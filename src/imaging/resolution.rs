//! Pixel density from container headers.
//!
//! Only the two formats the handle writes are inspected: the JFIF `APP0`
//! segment of a JPEG and the `pHYs` chunk of a PNG. Anything else, or a file
//! that carries no density, reports [`Resolution::default`] (72 ppi).

use std::fs::File;
use std::io::Read;
use std::path::Path;

/// Header bytes scanned for density information.
const HEADER_LIMIT: u64 = 64 * 1024;

const PNG_SIGNATURE: &[u8] = b"\x89PNG\r\n\x1a\n";

/// Horizontal and vertical resolution in pixels per inch.
#[derive(Debug, Clone, Copy, PartialEq, Eq)]
pub struct Resolution {
    pub x: u32,
    pub y: u32,
}

impl Default for Resolution {
    fn default() -> Self {
        Self { x: 72, y: 72 }
    }
}

/// Read the resolution recorded in the file at `path`.
///
/// I/O errors are treated as "no density recorded"; the decoder reports
/// unreadable files on its own.
pub fn read_resolution(path: &Path) -> Resolution {
    let mut header = Vec::new();
    let read = File::open(path).and_then(|f| f.take(HEADER_LIMIT).read_to_end(&mut header));
    if read.is_err() {
        return Resolution::default();
    }
    parse_resolution(&header).unwrap_or_default()
}

/// Parse density from the leading bytes of a JPEG or PNG file.
pub fn parse_resolution(header: &[u8]) -> Option<Resolution> {
    if header.starts_with(&[0xFF, 0xD8]) {
        parse_jfif_density(&header[2..])
    } else if header.starts_with(PNG_SIGNATURE) {
        parse_png_phys(&header[PNG_SIGNATURE.len()..])
    } else {
        None
    }
}

/// Walk JPEG marker segments until the JFIF APP0 segment or start of scan.
fn parse_jfif_density(mut data: &[u8]) -> Option<Resolution> {
    while data.len() >= 4 {
        if data[0] != 0xFF {
            return None;
        }
        let marker = data[1];
        // Start of scan: no more header segments follow
        if marker == 0xDA {
            return None;
        }
        let len = u16::from_be_bytes([data[2], data[3]]) as usize;
        let segment_end = len.checked_add(2)?;
        if len < 2 || data.len() < segment_end {
            return None;
        }
        let body = &data[4..segment_end];

        // APP0: "JFIF\0", version (2), units (1), Xdensity (2), Ydensity (2)
        if marker == 0xE0 && body.len() >= 12 && body.starts_with(b"JFIF\0") {
            let units = body[7];
            let x = u16::from_be_bytes([body[8], body[9]]) as f64;
            let y = u16::from_be_bytes([body[10], body[11]]) as f64;
            return match units {
                1 => Some(to_resolution(x, y)),
                2 => Some(to_resolution(x * 2.54, y * 2.54)),
                // 0 is an aspect ratio only
                _ => None,
            };
        }
        data = &data[segment_end..];
    }
    None
}

/// Walk PNG chunks until `pHYs` or the first `IDAT`.
fn parse_png_phys(mut data: &[u8]) -> Option<Resolution> {
    while data.len() >= 12 {
        let len = u32::from_be_bytes([data[0], data[1], data[2], data[3]]) as usize;
        let kind = &data[4..8];
        if kind == b"IDAT" {
            return None;
        }
        let chunk_end = len.checked_add(12)?;
        if data.len() < chunk_end {
            return None;
        }
        if kind == b"pHYs" && len == 9 {
            let body = &data[8..17];
            let x = u32::from_be_bytes([body[0], body[1], body[2], body[3]]) as f64;
            let y = u32::from_be_bytes([body[4], body[5], body[6], body[7]]) as f64;
            // unit 1: pixels per metre; 0 is an aspect ratio only
            return (body[8] == 1).then(|| to_resolution(x * 0.0254, y * 0.0254));
        }
        data = &data[chunk_end..];
    }
    None
}

fn to_resolution(x: f64, y: f64) -> Resolution {
    Resolution {
        x: x.round() as u32,
        y: y.round() as u32,
    }
}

═══

The expected response is every record, reproduced word for word.

-- WRITTEN SOLUTION --
filename src/imaging/resolution.rs
//! Pixel density from container headers.
//!
//! Only the two formats the handle writes are inspected: the JFIF `APP0`
//! segment of a JPEG and the `pHYs` chunk of a PNG. Anything else, or a file
//! that carries no density, reports [`Resolution::default`] (72 ppi).

use std::fs::File;
use std::io::Read;
use std::path::Path;

/// Header bytes scanned for density information.
const HEADER_LIMIT: u64 = 64 * 1024;

const PNG_SIGNATURE: &[u8] = b"\x89PNG\r\n\x1a\n";

/// Horizontal and vertical resolution in pixels per inch.
#[derive(Debug, Clone, Copy, PartialEq, Eq)]
pub struct Resolution {
    pub x: u32,
    pub y: u32,
}

impl Default for Resolution {
    fn default() -> Self {
        Self { x: 72, y: 72 }
    }
}

/// Read the resolution recorded in the file at `path`.
///
/// I/O errors are treated as "no density recorded"; the decoder reports
/// unreadable files on its own.
pub fn read_resolution(path: &Path) -> Resolution {
    let mut header = Vec::new();
    let read = File::open(path).and_then(|f| f.take(HEADER_LIMIT).read_to_end(&mut header));
    if read.is_err() {
        return Resolution::default();
    }
    parse_resolution(&header).unwrap_or_default()
}

/// Parse density from the leading bytes of a JPEG or PNG file.
pub fn parse_resolution(header: &[u8]) -> Option<Resolution> {
    if header.starts_with(&[0xFF, 0xD8]) {
        parse_jfif_density(&header[2..])
    } else if header.starts_with(PNG_SIGNATURE) {
        parse_png_phys(&header[PNG_SIGNATURE.len()..])
    } else {
        None
    }
}

/// Walk JPEG marker segments until the JFIF APP0 segment or start of scan.
fn parse_jfif_density(mut data: &[u8]) -> Option<Resolution> {
    while data.len() >= 4 {
        if data[0] != 0xFF {
            return None;
        }
        let marker = data[1];
        // Start of scan: no more header segments follow
        if marker == 0xDA {
            return None;
        }
        let len = u16::from_be_bytes([data[2], data[3]]) as usize;
        let segment_end = len.checked_add(2)?;
        if len < 2 || data.len() < segment_end {
            return None;
        }
        let body = &data[4..segment_end];

        // APP0: "JFIF\0", version (2), units (1), Xdensity (2), Ydensity (2)
        if marker == 0xE0 && body.len() >= 12 && body.starts_with(b"JFIF\0") {
            let units = body[7];
            let x = u16::from_be_bytes([body[8], body[9]]) as f64;
            let y = u16::from_be_bytes([body[10], body[11]]) as f64;
            return match units {
                1 => Some(to_resolution(x, y)),
                2 => Some(to_resolution(x * 2.54, y * 2.54)),
                // 0 is an aspect ratio only
                _ => None,
            };
        }
        data = &data[segment_end..];
    }
    None
}

/// Walk PNG chunks until `pHYs` or the first `IDAT`.
fn parse_png_phys(mut data: &[u8]) -> Option<Resolution> {
    while data.len() >= 12 {
        let len = u32::from_be_bytes([data[0], data[1], data[2], data[3]]) as usize;
        let kind = &data[4..8];
        if kind == b"IDAT" {
            return None;
        }
        let chunk_end = len.checked_add(12)?;
        if data.len() < chunk_end {
            return None;
        }
        if kind == b"pHYs" && len == 9 {
            let body = &data[8..17];
            let x = u32::from_be_bytes([body[0], body[1], body[2], body[3]]) as f64;
            let y = u32::from_be_bytes([body[4], body[5], body[6], body[7]]) as f64;
            // unit 1: pixels per metre; 0 is an aspect ratio only
            return (body[8] == 1).then(|| to_resolution(x * 0.0254, y * 0.0254));
        }
        data = &data[chunk_end..];
    }
    None
}

fn to_resolution(x: f64, y: f64) -> Resolution {
    Resolution {
        x: x.round() as u32,
        y: y.round() as u32,
    }
}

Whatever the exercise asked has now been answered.